In this paper we present results of experiments designed to increase our understanding of the photorefractive effect occurring during processes of dynamic hologram generation in Hybrid Photorefractive Liquid Crystal Structures (HPLCS). We also propose equivalent mathematical model which can be used to optimize those structures in order to obtain the highest diffraction efficiency in possibly shortest time.
© 2011 OSA
Dynamic holography also known as a real time holography is a technique that allows us to record and read information in the same time.
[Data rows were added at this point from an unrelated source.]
//! Injectable randomness for salts.
//!
//! The vault draws salts through `RandomSource` so tests can pin them;
//! production code uses `OsRandom`, backed by the thread-local CSPRNG.

use rand::RngCore;

use super::kdf::SALT_LEN;

/// A source of cryptographically secure random bytes.
pub trait RandomSource {
    fn fill_bytes(&self, dest: &mut [u8]);
}

/// The default random source (`rand::rng()`, reseeded from the OS).
#[derive(Debug, Default, Clone, Copy)]
pub struct OsRandom;

impl RandomSource for OsRandom {
    fn fill_bytes(&self, dest: &mut [u8]) {
        rand::rng().fill_bytes(dest);
    }
}

/// Generate a fresh 32-byte salt from `source`.
pub fn generate_salt(source: &dyn RandomSource) -> [u8; SALT_LEN] {
    let mut salt = [0u8; SALT_LEN];
    source.fill_bytes(&mut salt);
    salt
}

#[cfg(test)]
mod tests {
    use super::*;

    #[test]
    fn os_salts_are_fresh() {
        let a = generate_salt(&OsRandom);
        let b = generate_salt(&OsRandom);
        assert_ne!(a, b);
    }
}
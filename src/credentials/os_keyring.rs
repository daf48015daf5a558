//! OS keyring credential store.
//!
//! Stores vault passwords in the operating system's credential store:
//! - macOS: Keychain
//! - Windows: Credential Manager
//! - Linux: Secret Service (GNOME Keyring / KDE Wallet)
//!
//! The credential entry name is the keyring *service*; the account is the
//! local user name.

use zeroize::Zeroizing;

use super::CredentialStore;
use crate::errors::{Result, VaultError};

/// Account name used for every keyring entry.
const ACCOUNT: &str = "secrets-vault";

/// Credential store backed by the `keyring` crate.
#[derive(Debug, Default, Clone, Copy)]
pub struct KeyringCredentialStore;

impl KeyringCredentialStore {
    pub fn new() -> Self {
        Self
    }

    fn entry(service: &str) -> Result<keyring::Entry> {
        keyring::Entry::new(service, ACCOUNT)
            .map_err(|e| VaultError::CredentialStore(format!("failed to create keyring entry: {e}")))
    }
}

impl CredentialStore for KeyringCredentialStore {
    fn has(&self, service: &str) -> bool {
        matches!(self.get(service), Ok(Some(_)))
    }

    fn get(&self, service: &str) -> Result<Option<Zeroizing<String>>> {
        match Self::entry(service)?.get_password() {
            Ok(password) => Ok(Some(Zeroizing::new(password))),
            Err(keyring::Error::NoEntry) => Ok(None),
            Err(e) => Err(VaultError::CredentialStore(format!(
                "failed to read from keyring: {e}"
            ))),
        }
    }

    fn set(&self, service: &str, password: &str) -> Result<()> {
        Self::entry(service)?.set_password(password).map_err(|e| {
            VaultError::CredentialStore(format!("failed to store password in keyring: {e}"))
        })
    }

    fn delete(&self, service: &str) -> Result<()> {
        match Self::entry(service)?.delete_credential() {
            Ok(()) | Err(keyring::Error::NoEntry) => Ok(()),
            Err(e) => Err(VaultError::CredentialStore(format!(
                "failed to delete from keyring: {e}"
            ))),
        }
    }
}
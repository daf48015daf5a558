//! `secrets-vault status`: show the vault's state without changing it.

use crate::cli::open_vault;
use crate::cli::output;
use crate::errors::{Result, VaultError};

/// Execute the `status` command.
pub fn execute(json: bool) -> Result<()> {
    let vault = open_vault(None, None)?;
    let status = vault.status();

    if json {
        let text = serde_json::to_string_pretty(&status)
            .map_err(|e| VaultError::SerializationError(format!("status: {e}")))?;
        println!("{text}");
        return Ok(());
    }

    output::print_status_table(&status);
    if !status.archive_exists && !status.mounted {
        output::tip("Run `secrets-vault create` to start a vault here.");
    }
    Ok(())
}
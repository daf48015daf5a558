//! POSIX permission bits recorded alongside each encrypted file.
//!
//! On Unix the low nine mode bits are stored as a three-digit octal
//! string.  Elsewhere `DEFAULT_PERMISSIONS` is recorded and restoring is
//! a no-op.

use std::fs;
use std::path::Path;

use crate::errors::{Result, VaultError};

/// Permission string recorded when the platform has no mode bits.
pub const DEFAULT_PERMISSIONS: &str = "644";

/// Read the permission string for `path`.
#[cfg(unix)]
pub fn read_permissions(path: &Path) -> Result<String> {
    use std::os::unix::fs::PermissionsExt;

    let mode = fs::metadata(path)?.permissions().mode();
    Ok(format!("{:03o}", mode & 0o777))
}

#[cfg(not(unix))]
pub fn read_permissions(_path: &Path) -> Result<String> {
    Ok(DEFAULT_PERMISSIONS.to_string())
}

/// Parse a stored permission string into mode bits.
pub fn parse_permissions(octal: &str) -> Result<u32> {
    if octal.len() != 3 {
        return Err(VaultError::FormatError(format!(
            "permissions '{octal}' must be three octal digits"
        )));
    }
    u32::from_str_radix(octal, 8)
        .map_err(|_| VaultError::FormatError(format!("permissions '{octal}' are not octal")))
}

/// Apply a stored permission string to `path`.
#[cfg(unix)]
pub fn restore_permissions(path: &Path, octal: &str) -> Result<()> {
    use std::os::unix::fs::PermissionsExt;

    let mode = parse_permissions(octal)?;
    fs::set_permissions(path, fs::Permissions::from_mode(mode))?;
    Ok(())
}

#[cfg(not(unix))]
pub fn restore_permissions(_path: &Path, octal: &str) -> Result<()> {
    parse_permissions(octal).map(|_| ())
}

/// Restrict a directory to its owner (`rwx------`).
#[cfg(unix)]
pub fn secure_directory(path: &Path) -> Result<()> {
    use std::os::unix::fs::PermissionsExt;

    fs::set_permissions(path, fs::Permissions::from_mode(0o700))?;
    Ok(())
}

#[cfg(not(unix))]
pub fn secure_directory(_path: &Path) -> Result<()> {
    Ok(())
}

#[cfg(test)]
mod tests {
    use super::*;
    use tempfile::TempDir;

    #[test]
    fn parses_octal_strings() {
        assert_eq!(parse_permissions("644").unwrap(), 0o644);
        assert_eq!(parse_permissions("600").unwrap(), 0o600);
        assert!(parse_permissions("9").is_err());
        assert!(parse_permissions("789").is_err());
        assert!(parse_permissions("0644").is_err());
    }

    #[cfg(unix)]
    #[test]
    fn permissions_roundtrip_on_unix() {
        let dir = TempDir::new().unwrap();
        let path = dir.path().join("key.pem");
        fs::write(&path, b"-----BEGIN-----").unwrap();

        restore_permissions(&path, "640").unwrap();
        assert_eq!(read_permissions(&path).unwrap(), "640");
    }

    #[cfg(unix)]
    #[test]
    fn secured_directory_is_owner_only() {
        let dir = TempDir::new().unwrap();
        let target = dir.path().join("secrets");
        fs::create_dir(&target).unwrap();

        secure_directory(&target).unwrap();
        assert_eq!(read_permissions(&target).unwrap(), "700");
    }
}
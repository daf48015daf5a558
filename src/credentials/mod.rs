//! Password storage for vaults.
//!
//! The vault core only talks to the `CredentialStore` trait.  Adapters:
//! - `MemoryCredentialStore`: process-local, used by tests and scripts
//! - `FileCredentialStore`: encrypted file in the home directory
//! - `KeyringCredentialStore`: OS keyring (feature `keyring-store`)
//!
//! Passwords are filed under an entry name derived from the vault's
//! absolute directory, so renaming a project keeps its credential.

pub mod file;
pub mod memory;
#[cfg(feature = "keyring-store")]
pub mod os_keyring;

use std::path::Path;

use sha2::{Digest, Sha256};
use zeroize::Zeroizing;

use crate::errors::Result;

pub use file::FileCredentialStore;
pub use memory::MemoryCredentialStore;
#[cfg(feature = "keyring-store")]
pub use os_keyring::KeyringCredentialStore;

/// Prefix of every derived credential entry name.
const ENTRY_PREFIX: &str = "secrets_manager_dir_";

/// Hex characters of the directory hash kept in the entry name.
const ENTRY_HASH_LEN: usize = 12;

/// Secret storage keyed by service (entry) name.
pub trait CredentialStore {
    /// Whether a password is stored under `service`.
    fn has(&self, service: &str) -> bool;

    /// Fetch the password stored under `service`, if any.
    fn get(&self, service: &str) -> Result<Option<Zeroizing<String>>>;

    /// Store (or overwrite) the password for `service`.
    fn set(&self, service: &str, password: &str) -> Result<()>;

    /// Remove the password for `service`.  Removing nothing is not an error.
    fn delete(&self, service: &str) -> Result<()>;
}

/// Derive the credential entry name for a vault rooted at `root`.
///
/// `root` should be absolute; the same directory always maps to the same
/// name regardless of the project name.
pub fn entry_name_for(root: &Path) -> String {
    let digest = hex::encode(Sha256::digest(root.to_string_lossy().as_bytes()));
    format!("{ENTRY_PREFIX}{}", &digest[..ENTRY_HASH_LEN])
}
//! The vault state machine.
//!
//! A vault is either `Uninitialized` (nothing on disk), `Unmounted`
//! (archive only), `Mounted` (plaintext directory, archive optional) or
//! `Destroyed`.  Each public method is one CLI command: it checks the
//! current state, performs the transition, and reports what happened.

use std::cell::Cell;
use std::collections::BTreeMap;
use std::fs;
use std::io::Write;
use std::path::Path;

use tracing::{debug, info, warn};
use zeroize::{Zeroize, Zeroizing};

use super::context::VaultContext;
use super::interrupt::InterruptScope;
use super::outcome::{
    ArchiveInfo, CreateOutcome, DestroyOutcome, DestroyReport, DestroyedItem, MountReport,
    UnmountOutcome, VaultState, VaultStatus,
};
use crate::archive::format::entry_path;
use crate::archive::hasher::{self, TrackedFile, CHUNK_SIZE, HASH_MARKER};
use crate::archive::permissions::{read_permissions, restore_permissions, secure_directory};
use crate::archive::{with_backup, ArchiveEntry, ArchivePackage, BackupGuard};
use crate::config::ProjectConfig;
use crate::crypto::kdf::{DerivedKey, DEFAULT_ITERATIONS, SALT_LEN};
use crate::crypto::{decrypt, derive_key_with_iterations, encrypt_with, generate_salt, RandomSource};
use crate::errors::{Result, VaultError};

/// Guide file written into a freshly created secrets directory.
const README_NAME: &str = "README.txt";

const README_TEXT: &str = "\
Put your secret files here:
- .env files
- SSL certificates (.pem, .key)
- API keys
- Database passwords
- Any other sensitive files

When done, run: secrets-vault unmount
";

/// How a password was obtained.
#[derive(Debug, Clone, Copy, PartialEq, Eq)]
enum PasswordSource {
    Argument,
    Stored,
    Prompted,
}

/// One vault, driven through its lifecycle.
pub struct Vault {
    ctx: VaultContext,
    destroyed: Cell<bool>,
}
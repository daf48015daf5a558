//! In-memory credential store.

use std::cell::RefCell;
use std::collections::HashMap;

use zeroize::Zeroizing;

use super::CredentialStore;
use crate::errors::Result;

/// Keeps passwords for the lifetime of the process only.
#[derive(Default)]
pub struct MemoryCredentialStore {
    entries: RefCell<HashMap<String, Zeroizing<String>>>,
}

impl MemoryCredentialStore {
    pub fn new() -> Self {
        Self::default()
    }

    /// A store pre-populated with one entry.
    pub fn with_entry(service: &str, password: &str) -> Self {
        let store = Self::new();
        store
            .entries
            .borrow_mut()
            .insert(service.to_string(), Zeroizing::new(password.to_string()));
        store
    }
}

impl CredentialStore for MemoryCredentialStore {
    fn has(&self, service: &str) -> bool {
        self.entries.borrow().contains_key(service)
    }

    fn get(&self, service: &str) -> Result<Option<Zeroizing<String>>> {
        Ok(self.entries.borrow().get(service).cloned())
    }

    fn set(&self, service: &str, password: &str) -> Result<()> {
        self.entries
            .borrow_mut()
            .insert(service.to_string(), Zeroizing::new(password.to_string()));
        Ok(())
    }

    fn delete(&self, service: &str) -> Result<()> {
        self.entries.borrow_mut().remove(service);
        Ok(())
    }
}
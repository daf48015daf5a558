//! One module per subcommand.

pub mod change_password;
pub mod clear;
pub mod completions;
pub mod create;
pub mod destroy;
pub mod mount;
pub mod pass;
pub mod status;
pub mod unmount;
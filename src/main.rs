use clap::Parser;
use secrets_vault::cli::commands;
use secrets_vault::cli::{install_interrupt_handler, output, Cli, Commands};
use tracing::level_filters::LevelFilter;
use tracing_subscriber::EnvFilter;

fn main() {
    let cli = Cli::parse();
    init_logging(cli.verbose);
    install_interrupt_handler();

    let result = match cli.command {
        Commands::Create {
            ref project,
            ref secrets_dir,
            ref password,
        } => commands::create::execute(
            project.as_deref(),
            secrets_dir.as_deref(),
            password.as_deref(),
        ),
        Commands::Mount { ref password } => commands::mount::execute(password.as_deref()),
        Commands::Unmount { ref password } => commands::unmount::execute(password.as_deref()),
        Commands::Pass { ref password } => commands::pass::execute(password.as_deref()),
        Commands::Clear => commands::clear::execute(),
        Commands::ChangePassword => commands::change_password::execute(),
        Commands::Destroy => commands::destroy::execute(),
        Commands::Status { json } => commands::status::execute(json),
        Commands::Completions { ref shell } => commands::completions::execute(shell),
    };

    if let Err(e) = result {
        output::error(&e.to_string());
        if let Some(hint) = e.hint() {
            output::tip(hint);
        }
        std::process::exit(1);
    }
}

/// Log to stderr: warnings by default, debug with `--verbose`, and
/// whatever `RUST_LOG` says when it is set.
fn init_logging(verbose: bool) {
    let default = if verbose {
        LevelFilter::DEBUG
    } else {
        LevelFilter::WARN
    };
    let filter = EnvFilter::builder()
        .with_default_directive(default.into())
        .from_env_lossy();

    tracing_subscriber::fmt()
        .with_env_filter(filter)
        .with_writer(std::io::stderr)
        .with_target(false)
        .init();
}
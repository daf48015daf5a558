//! Cooperative interrupt handling.
//!
//! A signal handler calls `Interrupt::request`.  Vault operations that
//! write plaintext or rewrite the archive run inside an `InterruptScope`
//! and poll it between files, so they can roll back before returning.
//! Outside a scope there is nothing to undo and the handler may exit
//! straight away.

use std::sync::atomic::{AtomicBool, AtomicUsize, Ordering};
use std::sync::Arc;

use crate::errors::{Result, VaultError};

/// Shared interrupt flag.  Clones observe the same state.
#[derive(Debug, Clone, Default)]
pub struct Interrupt {
    requested: Arc<AtomicBool>,
    busy: Arc<AtomicUsize>,
}

impl Interrupt {
    pub fn new() -> Self {
        Self::default()
    }

    /// Record an interrupt.
    ///
    /// Returns `true` when a scope is active and will clean up on its
    /// own; `false` means nothing is in flight.
    pub fn request(&self) -> bool {
        self.requested.store(true, Ordering::SeqCst);
        self.busy.load(Ordering::SeqCst) > 0
    }

    pub fn is_requested(&self) -> bool {
        self.requested.load(Ordering::SeqCst)
    }

    /// Enter a section that must be rolled back if interrupted.  Scopes
    /// nest.
    ///
    /// Fails with `Interrupted` if a request is already pending.
    pub fn enter(&self) -> Result<InterruptScope<'_>> {
        self.busy.fetch_add(1, Ordering::SeqCst);
        let scope = InterruptScope { interrupt: self };
        scope.check()?;
        Ok(scope)
    }
}

/// An active section; the handler defers to it until it is dropped.
#[derive(Debug)]
pub struct InterruptScope<'a> {
    interrupt: &'a Interrupt,
}

impl InterruptScope<'_> {
    pub fn check(&self) -> Result<()> {
        if self.interrupt.is_requested() {
            return Err(VaultError::Interrupted);
        }
        Ok(())
    }
}

impl Drop for InterruptScope<'_> {
    fn drop(&mut self) {
        self.interrupt.busy.fetch_sub(1, Ordering::SeqCst);
    }
}
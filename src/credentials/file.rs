//! Encrypted-file credential store.
//!
//! Fallback for systems without a usable OS keyring.  Each entry lives in
//! `<dir>/.<service>` with this layout:
//!
//! ```text
//! [salt: 32 bytes][nonce: 12 bytes][AES-256-GCM(password) + tag]
//! ```
//!
//! The key is derived from the local user name and the salt, so the file
//! is obfuscated against casual reads and protected by owner-only
//! permissions, not by a secret the user has to remember.

use std::fs;
use std::path::{Path, PathBuf};

use tracing::debug;
use zeroize::{Zeroize, Zeroizing};

use super::CredentialStore;
use crate::crypto::kdf::{derive_key, SALT_LEN};
use crate::crypto::{decrypt, encrypt, generate_salt, OsRandom};
use crate::errors::{Result, VaultError};

/// Stores passwords as small encrypted files.
#[derive(Debug, Clone)]
pub struct FileCredentialStore {
    dir: PathBuf,
    user: String,
}

impl FileCredentialStore {
    /// Store files in `dir`, keyed by `user`.
    pub fn new(dir: &Path, user: &str) -> Self {
        Self {
            dir: dir.to_path_buf(),
            user: user.to_string(),
        }
    }

    /// Store files in the current user's home directory.
    pub fn in_home() -> Result<Self> {
        let home = dirs::home_dir().ok_or_else(|| {
            VaultError::CredentialStore("cannot locate the home directory".into())
        })?;
        Ok(Self::new(&home, &current_user()))
    }

    /// Path of the file backing `service`.
    pub fn entry_path(&self, service: &str) -> PathBuf {
        self.dir.join(format!(".{service}"))
    }
}

impl CredentialStore for FileCredentialStore {
    fn has(&self, service: &str) -> bool {
        self.entry_path(service).is_file()
    }

    fn get(&self, service: &str) -> Result<Option<Zeroizing<String>>> {
        let path = self.entry_path(service);
        if !path.is_file() {
            return Ok(None);
        }

        let data = fs::read(&path)?;
        if data.len() <= SALT_LEN {
            debug!(path = %path.display(), "credential file too short, ignoring");
            return Ok(None);
        }

        let (salt, sealed) = data.split_at(SALT_LEN);
        let key = derive_key(self.user.as_bytes(), salt)?;
        let plaintext = decrypt(key.as_bytes(), sealed).map_err(|_| {
            VaultError::CredentialStore(format!("{} is corrupted", path.display()))
        })?;

        String::from_utf8(plaintext).map(|pw| Some(Zeroizing::new(pw))).map_err(|e| {
            let mut bad_bytes = e.into_bytes();
            bad_bytes.zeroize();
            VaultError::CredentialStore("stored password is not valid UTF-8".into())
        })
    }

    fn set(&self, service: &str, password: &str) -> Result<()> {
        let path = self.entry_path(service);
        let salt = generate_salt(&OsRandom);
        let key = derive_key(self.user.as_bytes(), &salt)?;
        let sealed = encrypt(key.as_bytes(), password.as_bytes())?;

        let mut data = Vec::with_capacity(SALT_LEN + sealed.len());
        data.extend_from_slice(&salt);
        data.extend_from_slice(&sealed);

        fs::write(&path, &data).map_err(|e| {
            VaultError::CredentialStore(format!("failed to write {}: {e}", path.display()))
        })?;

        #[cfg(unix)]
        {
            use std::os::unix::fs::PermissionsExt;
            fs::set_permissions(&path, fs::Permissions::from_mode(0o600)).map_err(|e| {
                VaultError::CredentialStore(format!("failed to restrict {}: {e}", path.display()))
            })?;
        }

        Ok(())
    }

    fn delete(&self, service: &str) -> Result<()> {
        let path = self.entry_path(service);
        if path.exists() {
            fs::remove_file(&path).map_err(|e| {
                VaultError::CredentialStore(format!("failed to remove {}: {e}", path.display()))
            })?;
        }
        Ok(())
    }
}

/// Name of the logged-in user, used as key material for stored files.
fn current_user() -> String {
    ["USER", "USERNAME", "LOGNAME"]
        .iter()
        .find_map(|var| std::env::var(var).ok().filter(|v| !v.is_empty()))
        .unwrap_or_else(|| "secrets-vault".to_string())
}

#[cfg(test)]
mod tests {
    use super::*;
    use tempfile::TempDir;

    #[test]
    fn stored_password_roundtrips() {
        let dir = TempDir::new().unwrap();
        let store = FileCredentialStore::new(dir.path(), "alice");

        assert!(!store.has("svc"));
        assert!(store.get("svc").unwrap().is_none());

        store.set("svc", "p@ss wörd").unwrap();
        assert!(store.has("svc"));
        assert_eq!(store.get("svc").unwrap().unwrap().as_str(), "p@ss wörd");

        let raw = fs::read(store.entry_path("svc")).unwrap();
        assert!(!raw.windows(4).any(|w| w == b"p@ss"));
    }

    #[test]
    fn other_user_cannot_read_entry() {
        let dir = TempDir::new().unwrap();
        FileCredentialStore::new(dir.path(), "alice")
            .set("svc", "secret")
            .unwrap();

        let result = FileCredentialStore::new(dir.path(), "mallory").get("svc");
        assert!(matches!(result, Err(VaultError::CredentialStore(_))));
    }

    #[test]
    fn delete_is_idempotent() {
        let dir = TempDir::new().unwrap();
        let store = FileCredentialStore::new(dir.path(), "alice");
        store.set("svc", "secret").unwrap();

        store.delete("svc").unwrap();
        assert!(!store.has("svc"));
        store.delete("svc").unwrap();
    }

    #[cfg(unix)]
    #[test]
    fn entry_file_is_owner_only() {
        use std::os::unix::fs::PermissionsExt;

        let dir = TempDir::new().unwrap();
        let store = FileCredentialStore::new(dir.path(), "alice");
        store.set("svc", "secret").unwrap();

        let mode = fs::metadata(store.entry_path("svc")).unwrap().permissions().mode();
        assert_eq!(mode & 0o777, 0o600);
    }
}
//! Everything a vault operation needs, passed explicitly.
//!
//! `VaultContext` carries the project identity, resolved paths, KDF cost,
//! and the injected collaborators: credential store, prompt, clock,
//! random source and interrupt flag.  Nothing in the vault core reads the working directory
//! or other process-wide state.

use std::path::{Component, Path, PathBuf};

use chrono::{DateTime, Utc};
use zeroize::Zeroizing;

use crate::config::ProjectConfig;
use crate::credentials::{entry_name_for, CredentialStore};
use crate::crypto::kdf::{DEFAULT_ITERATIONS, MIN_ITERATIONS};
use crate::crypto::{OsRandom, RandomSource};
use crate::errors::{Result, VaultError};

use super::interrupt::Interrupt;

/// Longest accepted project name.
const MAX_PROJECT_NAME_LEN: usize = 128;

/// Reads secrets and confirmations from the user.
pub trait SecurePrompt {
    /// Read a secret without echoing it.
    fn read_secret(&self, prompt: &str) -> Result<Zeroizing<String>>;

    /// Ask a yes/no question.
    fn confirm(&self, prompt: &str) -> Result<bool>;
}

/// A prompt for non-interactive use: never supplies a secret, declines
/// every confirmation.
#[derive(Debug, Default, Clone, Copy)]
pub struct NoPrompt;

impl SecurePrompt for NoPrompt {
    fn read_secret(&self, _prompt: &str) -> Result<Zeroizing<String>> {
        Err(VaultError::NoPassword)
    }

    fn confirm(&self, _prompt: &str) -> Result<bool> {
        Ok(false)
    }
}

/// Source of archive timestamps.
pub trait Clock {
    fn now(&self) -> DateTime<Utc>;
}

/// Wall-clock time.
#[derive(Debug, Default, Clone, Copy)]
pub struct SystemClock;

impl Clock for SystemClock {
    fn now(&self) -> DateTime<Utc> {
        Utc::now()
    }
}

/// Project identity, paths, and collaborators for one vault.
pub struct VaultContext {
    project_name: String,
    root: PathBuf,
    secrets_dir_name: String,
    secrets_dir: PathBuf,
    secrets_file: PathBuf,
    entry_name: String,
    iterations: u32,
    credentials: Box<dyn CredentialStore>,
    prompt: Box<dyn SecurePrompt>,
    clock: Box<dyn Clock>,
    random: Box<dyn RandomSource>,
    interrupt: Interrupt,
}

impl VaultContext {
    /// Build a context for the vault `project_name` rooted at `root`.
    ///
    /// The credential entry name comes from the project file when one
    /// exists, otherwise it is derived from the absolute `root`.
    pub fn new(
        root: &Path,
        project_name: &str,
        secrets_dir_name: &str,
        credentials: Box<dyn CredentialStore>,
        prompt: Box<dyn SecurePrompt>,
    ) -> Result<Self> {
        validate_project_name(project_name)?;
        validate_secrets_dir_name(secrets_dir_name)?;

        let root = if root.is_absolute() {
            root.to_path_buf()
        } else {
            std::env::current_dir()?.join(root)
        };

        let entry_name = match ProjectConfig::load(&root) {
            Ok(Some(config)) => config.entry_name,
            _ => entry_name_for(&root),
        };

        Ok(Self {
            project_name: project_name.to_string(),
            secrets_dir: root.join(secrets_dir_name),
            secrets_file: root.join(format!(".{project_name}.secrets")),
            secrets_dir_name: secrets_dir_name.to_string(),
            root,
            entry_name,
            iterations: DEFAULT_ITERATIONS,
            credentials,
            prompt,
            clock: Box::new(SystemClock),
            random: Box::new(OsRandom),
            interrupt: Interrupt::new(),
        })
    }

    /// Use a different PBKDF2 iteration count for new archives.
    pub fn with_iterations(mut self, iterations: u32) -> Result<Self> {
        if iterations < MIN_ITERATIONS {
            return Err(VaultError::KeyDerivationFailed(format!(
                "PBKDF2 iterations must be at least {MIN_ITERATIONS} (got {iterations})"
            )));
        }
        self.iterations = iterations;
        Ok(self)
    }

    pub fn with_clock(mut self, clock: Box<dyn Clock>) -> Self {
        self.clock = clock;
        self
    }

    pub fn with_random(mut self, random: Box<dyn RandomSource>) -> Self {
        self.random = random;
        self
    }

    /// Share `interrupt` with a signal handler.
    pub fn with_interrupt(mut self, interrupt: Interrupt) -> Self {
        self.interrupt = interrupt;
        self
    }

    // ------------------------------------------------------------------
    // Accessors
    // ------------------------------------------------------------------

    pub fn project_name(&self) -> &str {
        &self.project_name
    }

    /// The directory holding both the archive and the secrets directory.
    pub fn root(&self) -> &Path {
        &self.root
    }

    /// The secrets directory as configured (relative to `root`).
    pub fn secrets_dir_name(&self) -> &str {
        &self.secrets_dir_name
    }

    pub fn secrets_dir(&self) -> &Path {
        &self.secrets_dir
    }

    /// `<root>/.<project>.secrets`
    pub fn secrets_file(&self) -> &Path {
        &self.secrets_file
    }

    /// Credential store entry for this directory.
    pub fn entry_name(&self) -> &str {
        &self.entry_name
    }

    pub fn iterations(&self) -> u32 {
        self.iterations
    }

    pub fn credentials(&self) -> &dyn CredentialStore {
        self.credentials.as_ref()
    }

    pub fn prompt(&self) -> &dyn SecurePrompt {
        self.prompt.as_ref()
    }

    pub fn clock(&self) -> &dyn Clock {
        self.clock.as_ref()
    }

    pub fn random(&self) -> &dyn RandomSource {
        self.random.as_ref()
    }

    pub fn interrupt(&self) -> &Interrupt {
        &self.interrupt
    }
}

/// Validate that a project name is safe to embed in a file name.
///
/// Allowed: any characters except path separators and NUL.  Must be
/// non-empty, at most 128 characters, and must not start with `.`.
pub fn validate_project_name(name: &str) -> Result<()> {
    if name.is_empty() {
        return Err(VaultError::InvalidProjectName(
            "project name cannot be empty".into(),
        ));
    }
    if name.chars().count() > MAX_PROJECT_NAME_LEN {
        return Err(VaultError::InvalidProjectName(format!(
            "project name cannot exceed {MAX_PROJECT_NAME_LEN} characters"
        )));
    }
    if name.contains(['/', '\\', '\0']) {
        return Err(VaultError::InvalidProjectName(format!(
            "'{name}' contains a path separator"
        )));
    }
    if name.starts_with('.') {
        return Err(VaultError::InvalidProjectName(format!(
            "'{name}' cannot start with '.'"
        )));
    }
    Ok(())
}

/// The secrets directory must stay inside the vault root.
fn validate_secrets_dir_name(name: &str) -> Result<()> {
    let path = Path::new(name);
    let escapes = path
        .components()
        .any(|c| !matches!(c, Component::Normal(_)));
    if name.is_empty() || escapes {
        return Err(VaultError::ConfigError(format!(
            "secrets directory '{name}' must be a relative path inside the project"
        )));
    }
    Ok(())
}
It has found numerous photonic applications [1–3] still, the biggest problem facing scientists working in this field is to find new materials implementing general development trends of information technology e.g.: larger amounts of information, processed faster and at lower energy cost.
The materials used in dynamic holography technique must show an ability for rapid and reversible change of their refractive index accordingly to the incident light intensity pattern, which narrows the field of exploration to photorefractive and photochromic materials . Our studies presented in this manuscript are focused on hybrid organic structures based on liquid crystals, which attracted significant attention due to their strong optical nonlinearities at relatively low voltages and light intensities [5,6]. The mechanisms of photoinduced modulation of refractive index in liquid crystal structures was investigated by many research groups since 1994. Proposed models assumed that the photorefractive effect could be induced by photogeneration of electrical charges in the liquid crystal volume [7–10], connected this effect with generation and mobility of charges in the photosensitive layer, adjacent to the liquid crystal volume [11,12] or explained modulation of external electric field affecting the LC bulk orientation with photoinduced surface effects [13–15].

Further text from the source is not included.